Report every line of the records that includes the word "observed".
________
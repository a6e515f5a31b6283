//! Visibility watcher.
//!
//! Observes a fixed set of containers and reports threshold crossings,
//! exactly once per crossing, per container independently. Containers
//! are handed in at construction; there is no ambient lookup and no
//! unregistering in the default configuration.

use crate::config::AnimationsConfig;
use crate::model::layout::{DocumentLayout, RowSpan};
use crate::model::SectionId;

/// Which animator a container is wired to.
#[derive(Debug, Clone, Copy, PartialEq, Eq)]
pub enum WatchGroup {
    /// Skill-bar containers, threshold 0.20 by default.
    Skills,
    /// General reveal-on-scroll containers, threshold 0.10 by default.
    Sections,
}

/// A container that crossed its group's visibility threshold.
#[derive(Debug, Clone, Copy, PartialEq, Eq)]
pub struct Crossing {
    pub target: SectionId,
    pub group: WatchGroup,
}

#[derive(Debug)]
struct WatchEntry {
    target: SectionId,
    group: WatchGroup,
    was_visible: bool,
}

/// Threshold-crossing detector over the document layout.
#[derive(Debug)]
pub struct VisibilityWatcher {
    entries: Vec<WatchEntry>,
    skills_threshold: f64,
    sections_threshold: f64,
    /// Unobserve after the first crossing. Documented variant, off by
    /// default.
    observe_once: bool,
    /// False when the intersection primitive is unavailable; the watcher
    /// then never reports crossings and the page simply stays unanimated.
    active: bool,
}

impl VisibilityWatcher {
    /// Build a watcher from config. Invalid thresholds are a config
    /// error: fall back to the defaults with a warning, never crash.
    pub fn new(cfg: &AnimationsConfig) -> Self {
        let defaults = AnimationsConfig::default();
        let skills_threshold = if valid_threshold(cfg.skills_threshold) {
            cfg.skills_threshold
        } else {
            tracing::warn!(
                "Invalid skills threshold {}, falling back to {}",
                cfg.skills_threshold,
                defaults.skills_threshold
            );
            defaults.skills_threshold
        };
        let sections_threshold = if valid_threshold(cfg.sections_threshold) {
            cfg.sections_threshold
        } else {
            tracing::warn!(
                "Invalid sections threshold {}, falling back to {}",
                cfg.sections_threshold,
                defaults.sections_threshold
            );
            defaults.sections_threshold
        };

        Self {
            entries: Vec::new(),
            skills_threshold,
            sections_threshold,
            observe_once: cfg.observe_once,
            active: true,
        }
    }

    /// A watcher that never fires: the graceful path when intersection
    /// observation is unavailable in the host environment.
    pub fn inert() -> Self {
        Self {
            entries: Vec::new(),
            skills_threshold: 1.0,
            sections_threshold: 1.0,
            observe_once: false,
            active: false,
        }
    }

    pub fn is_active(&self) -> bool {
        self.active
    }

    /// Begin observing `target` under the rules of `group`.
    pub fn register(&mut self, target: SectionId, group: WatchGroup) {
        self.entries.push(WatchEntry {
            target,
            group,
            was_visible: false,
        });
    }

    pub fn observed(&self) -> usize {
        self.entries.len()
    }

    /// Evaluate every observed container against the viewport and return
    /// containers that just crossed their threshold. Containers falling
    /// below the threshold produce nothing but re-arm edge detection, so
    /// scrolling away and back triggers again (animators guard repeats).
    pub fn observe(&mut self, viewport: RowSpan, layout: &DocumentLayout) -> Vec<Crossing> {
        if !self.active || viewport.height == 0 {
            return Vec::new();
        }

        let mut crossings = Vec::new();
        for entry in &mut self.entries {
            let fraction = layout.visible_fraction(entry.target, viewport);
            let threshold = match entry.group {
                WatchGroup::Skills => self.skills_threshold,
                WatchGroup::Sections => self.sections_threshold,
            };
            let is_visible = fraction >= threshold;
            if is_visible && !entry.was_visible {
                crossings.push(Crossing {
                    target: entry.target,
                    group: entry.group,
                });
            }
            entry.was_visible = is_visible;
        }

        if self.observe_once && !crossings.is_empty() {
            let fired: Vec<SectionId> = crossings.iter().map(|c| c.target).collect();
            self.entries.retain(|e| !fired.contains(&e.target));
        }

        crossings
    }
}

fn valid_threshold(t: f64) -> bool {
    t > 0.0 && t <= 1.0
}

#[cfg(test)]
mod tests {
    use super::*;
    use crate::content::Content;
    use crate::model::layout::DocumentLayout;
    use crate::model::Page;

    fn fixture() -> (Page, DocumentLayout, VisibilityWatcher) {
        let page = Page::from_content(&Content::default());
        let layout = DocumentLayout::of(&page);
        let mut watcher = VisibilityWatcher::new(&AnimationsConfig::default());
        if let Some(id) = page.skills_section_id() {
            watcher.register(id, WatchGroup::Skills);
        }
        for id in page.animatable_section_ids() {
            watcher.register(id, WatchGroup::Sections);
        }
        (page, layout, watcher)
    }

    fn viewport_over(layout: &DocumentLayout, id: usize, rows: usize) -> RowSpan {
        let extent = layout.extent(id).unwrap();
        RowSpan::new(extent.top, rows)
    }

    #[test]
    fn test_crossing_fires_once_while_visible() {
        let (page, layout, mut watcher) = fixture();
        let skills = page.skills_section_id().unwrap();
        let viewport = viewport_over(&layout, skills, 20);

        let first = watcher.observe(viewport, &layout);
        assert!(first.iter().any(|c| c.target == skills));

        // Still visible: no repeat notification.
        let second = watcher.observe(viewport, &layout);
        assert!(!second.iter().any(|c| c.target == skills));
    }

    #[test]
    fn test_scrolling_away_rearms_the_edge() {
        let (page, layout, mut watcher) = fixture();
        let skills = page.skills_section_id().unwrap();
        let visible = viewport_over(&layout, skills, 20);
        let away = RowSpan::new(0, 1);

        assert!(watcher
            .observe(visible, &layout)
            .iter()
            .any(|c| c.target == skills));
        assert!(!watcher
            .observe(away, &layout)
            .iter()
            .any(|c| c.target == skills));
        // Back in view: a new crossing.
        assert!(watcher
            .observe(visible, &layout)
            .iter()
            .any(|c| c.target == skills));
    }

    #[test]
    fn test_below_threshold_does_not_fire() {
        let (page, layout, mut watcher) = fixture();
        let skills = page.skills_section_id().unwrap();
        let extent = layout.extent(skills).unwrap();

        // One row of an 11-row section is under the 20% threshold.
        let sliver = RowSpan::new(extent.top, 1);
        assert!(extent.height >= 5);
        let crossings = watcher.observe(sliver, &layout);
        assert!(!crossings.iter().any(|c| c.target == skills));
    }

    #[test]
    fn test_groups_are_independent() {
        let (page, layout, mut watcher) = fixture();
        let skills = page.skills_section_id().unwrap();
        let about = 1usize;

        // A viewport spanning both containers fires both groups.
        let viewport = RowSpan::new(0, layout.total_rows);
        let crossings = watcher.observe(viewport, &layout);
        assert!(crossings
            .iter()
            .any(|c| c.target == skills && c.group == WatchGroup::Skills));
        assert!(crossings
            .iter()
            .any(|c| c.target == about && c.group == WatchGroup::Sections));
    }

    #[test]
    fn test_inert_watcher_never_fires() {
        let (page, layout, _) = fixture();
        let mut watcher = VisibilityWatcher::inert();
        if let Some(id) = page.skills_section_id() {
            watcher.register(id, WatchGroup::Skills);
        }
        let viewport = RowSpan::new(0, layout.total_rows);
        assert!(watcher.observe(viewport, &layout).is_empty());
        assert!(!watcher.is_active());
    }

    #[test]
    fn test_zero_viewport_yields_nothing() {
        let (_, layout, mut watcher) = fixture();
        assert!(watcher.observe(RowSpan::new(0, 0), &layout).is_empty());
    }

    #[test]
    fn test_invalid_threshold_falls_back() {
        let cfg = AnimationsConfig {
            skills_threshold: 1.5,
            sections_threshold: -0.2,
            ..Default::default()
        };
        let watcher = VisibilityWatcher::new(&cfg);
        let defaults = AnimationsConfig::default();
        assert_eq!(watcher.skills_threshold, defaults.skills_threshold);
        assert_eq!(watcher.sections_threshold, defaults.sections_threshold);
    }

    #[test]
    fn test_observe_once_disconnects_after_crossing() {
        let (page, layout, _) = fixture();
        let cfg = AnimationsConfig {
            observe_once: true,
            ..Default::default()
        };
        let mut watcher = VisibilityWatcher::new(&cfg);
        let skills = page.skills_section_id().unwrap();
        watcher.register(skills, WatchGroup::Skills);

        let viewport = viewport_over(&layout, skills, 20);
        assert_eq!(watcher.observe(viewport, &layout).len(), 1);
        assert_eq!(watcher.observed(), 0);

        // Scroll away and back: nothing left to observe.
        let away = RowSpan::new(0, 1);
        watcher.observe(away, &layout);
        assert!(watcher.observe(viewport, &layout).is_empty());
    }
}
________
§ Task solution:
    pub fn observed(&self) -> usize {
    /// Evaluate every observed container against the viewport and return
        assert_eq!(watcher.observed(), 0);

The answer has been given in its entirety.